[Saved data entries]
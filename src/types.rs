//! Input fields of an Intelligent Mail barcode.

use std::fmt;
use std::str::FromStr;

use crate::error::InputFormatError;

/// Number of digits in a tracking number.
pub const TRACKING_LENGTH: usize = 20;

/// Allowed routing code lengths.
pub const ROUTING_LENGTHS: [usize; 4] = [0, 5, 9, 11];

/// Returns the first character of `segment` that is not an ASCII digit,
/// with its byte offset shifted by `base`.
fn first_non_digit(segment: &str, base: usize) -> Option<(usize, char)> {
    segment
        .char_indices()
        .find(|(_, c)| !c.is_ascii_digit())
        .map(|(position, found)| (base + position, found))
}

fn fold_digits(digits: &[u8]) -> u64 {
    digits
        .iter()
        .fold(0u64, |acc, &digit| acc * 10 + u64::from(digit))
}

/// The 20 digit tracking code.
///
/// Laid out as a two digit barcode identifier, a three digit service type,
/// a six or nine digit mailer identifier and a nine or six digit serial
/// number.
#[derive(Debug, Clone, Copy, PartialEq, Eq, Hash)]
pub struct TrackingNumber {
    digits: [u8; TRACKING_LENGTH],
}

impl TrackingNumber {
    /// Parses a tracking number of exactly 20 ASCII digits.
    ///
    /// # Examples
    /// ```rust
    /// use usps_imb::TrackingNumber;
    ///
    /// let tracking: TrackingNumber = "01234567094987654321".parse().unwrap();
    /// assert_eq!(tracking.barcode_identifier(), 1);
    /// assert_eq!(tracking.service_type(), 234);
    /// assert_eq!(tracking.mailer_id(), 567094);
    /// assert_eq!(tracking.serial_number(), 987654321);
    /// ```
    pub fn parse(input: &str) -> Result<Self, InputFormatError> {
        if let Some((position, found)) = first_non_digit(input, 0) {
            return Err(InputFormatError::TrackingNotNumeric { position, found });
        }
        if input.len() != TRACKING_LENGTH {
            return Err(InputFormatError::InvalidTrackingLength {
                length: input.len(),
            });
        }

        let mut digits = [0u8; TRACKING_LENGTH];
        for (digit, byte) in digits.iter_mut().zip(input.bytes()) {
            *digit = byte - b'0';
        }
        Ok(TrackingNumber { digits })
    }

    /// The individual digit values, most significant first.
    pub fn digits(&self) -> &[u8; TRACKING_LENGTH] {
        &self.digits
    }

    /// Barcode identifier, digits 0-1.
    pub fn barcode_identifier(&self) -> u8 {
        self.digits[0] * 10 + self.digits[1]
    }

    /// Whether the second identifier digit is within the 0-4 range USPS assigns.
    pub fn has_standard_barcode_identifier(&self) -> bool {
        self.digits[1] <= 4
    }

    /// Service type identifier, digits 2-4.
    pub fn service_type(&self) -> u16 {
        fold_digits(&self.digits[2..5]) as u16
    }

    /// Length of the mailer identifier: nine digits when it starts with `9`.
    pub fn mailer_id_length(&self) -> usize {
        if self.digits[5] == 9 { 9 } else { 6 }
    }

    /// Mailer identifier.
    pub fn mailer_id(&self) -> u32 {
        fold_digits(&self.digits[5..5 + self.mailer_id_length()]) as u32
    }

    /// Serial number, the digits following the mailer identifier.
    pub fn serial_number(&self) -> u32 {
        fold_digits(&self.digits[5 + self.mailer_id_length()..]) as u32
    }

    /// Digits 2-19 as an integer, below 10^18.
    pub(crate) fn tail(&self) -> u64 {
        fold_digits(&self.digits[2..])
    }
}

impl FromStr for TrackingNumber {
    type Err = InputFormatError;

    fn from_str(s: &str) -> Result<Self, Self::Err> {
        TrackingNumber::parse(s)
    }
}

impl fmt::Display for TrackingNumber {
    fn fmt(&self, f: &mut fmt::Formatter<'_>) -> fmt::Result {
        for digit in self.digits {
            write!(f, "{}", digit)?;
        }
        Ok(())
    }
}

/// Delivery point ZIP code: none, ZIP, ZIP+4 or ZIP+4+delivery point.
#[derive(Debug, Clone, Default, PartialEq, Eq, Hash)]
pub struct RoutingCode {
    digits: String,
}

impl RoutingCode {
    /// An absent routing code.
    pub fn empty() -> Self {
        RoutingCode::default()
    }

    /// Parses a routing code of 0, 5, 9 or 11 ASCII digits.
    pub fn parse(input: &str) -> Result<Self, InputFormatError> {
        Self::parse_at(input, 0)
    }

    /// Parses a routing code that starts at byte `base` of a larger input,
    /// so errors report positions in that input.
    pub(crate) fn parse_at(input: &str, base: usize) -> Result<Self, InputFormatError> {
        if !ROUTING_LENGTHS.contains(&input.len()) {
            return Err(InputFormatError::InvalidRoutingLength {
                length: input.len(),
            });
        }
        if let Some((position, found)) = first_non_digit(input, base) {
            return Err(InputFormatError::RoutingNotNumeric { position, found });
        }

        Ok(RoutingCode {
            digits: input.to_string(),
        })
    }

    /// The routing digits.
    pub fn as_str(&self) -> &str {
        &self.digits
    }

    /// Number of digits.
    pub fn len(&self) -> usize {
        self.digits.len()
    }

    /// Whether the routing code is absent.
    pub fn is_empty(&self) -> bool {
        self.digits.is_empty()
    }

    /// The routing digits read as a decimal number; zero when absent.
    pub fn value(&self) -> u64 {
        self.digits
            .bytes()
            .fold(0u64, |acc, byte| acc * 10 + u64::from(byte - b'0'))
    }

    /// Routing value with the length-dependent offset applied.
    ///
    /// ```rust
    /// use usps_imb::RoutingCode;
    ///
    /// assert_eq!(RoutingCode::empty().offset(), 0);
    /// assert_eq!(RoutingCode::parse("01234").unwrap().offset(), 1235);
    /// assert_eq!(RoutingCode::parse("00000000000").unwrap().offset(), 1_000_100_001);
    /// ```
    ///
    /// Each offset is one past the largest value of all shorter lengths, so
    /// the four lengths map onto disjoint ranges.
    pub fn offset(&self) -> u64 {
        let base = match self.len() {
            0 => 0,
            5 => 1,
            9 => 100_001,
            11 => 1_000_100_001,
            length => unreachable!("routing code of {} digits passed validation", length),
        };
        self.value() + base
    }
}

impl FromStr for RoutingCode {
    type Err = InputFormatError;

    fn from_str(s: &str) -> Result<Self, Self::Err> {
        RoutingCode::parse(s)
    }
}

impl fmt::Display for RoutingCode {
    fn fmt(&self, f: &mut fmt::Formatter<'_>) -> fmt::Result {
        f.write_str(&self.digits)
    }
}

▸ Exercise brief:
Which lines hold the word "that"? Return all of them from the records above.

▸ Solution to the exercise:
/// Returns the first character of `segment` that is not an ASCII digit,
    /// Parses a routing code that starts at byte `base` of a larger input,
    /// so errors report positions in that input.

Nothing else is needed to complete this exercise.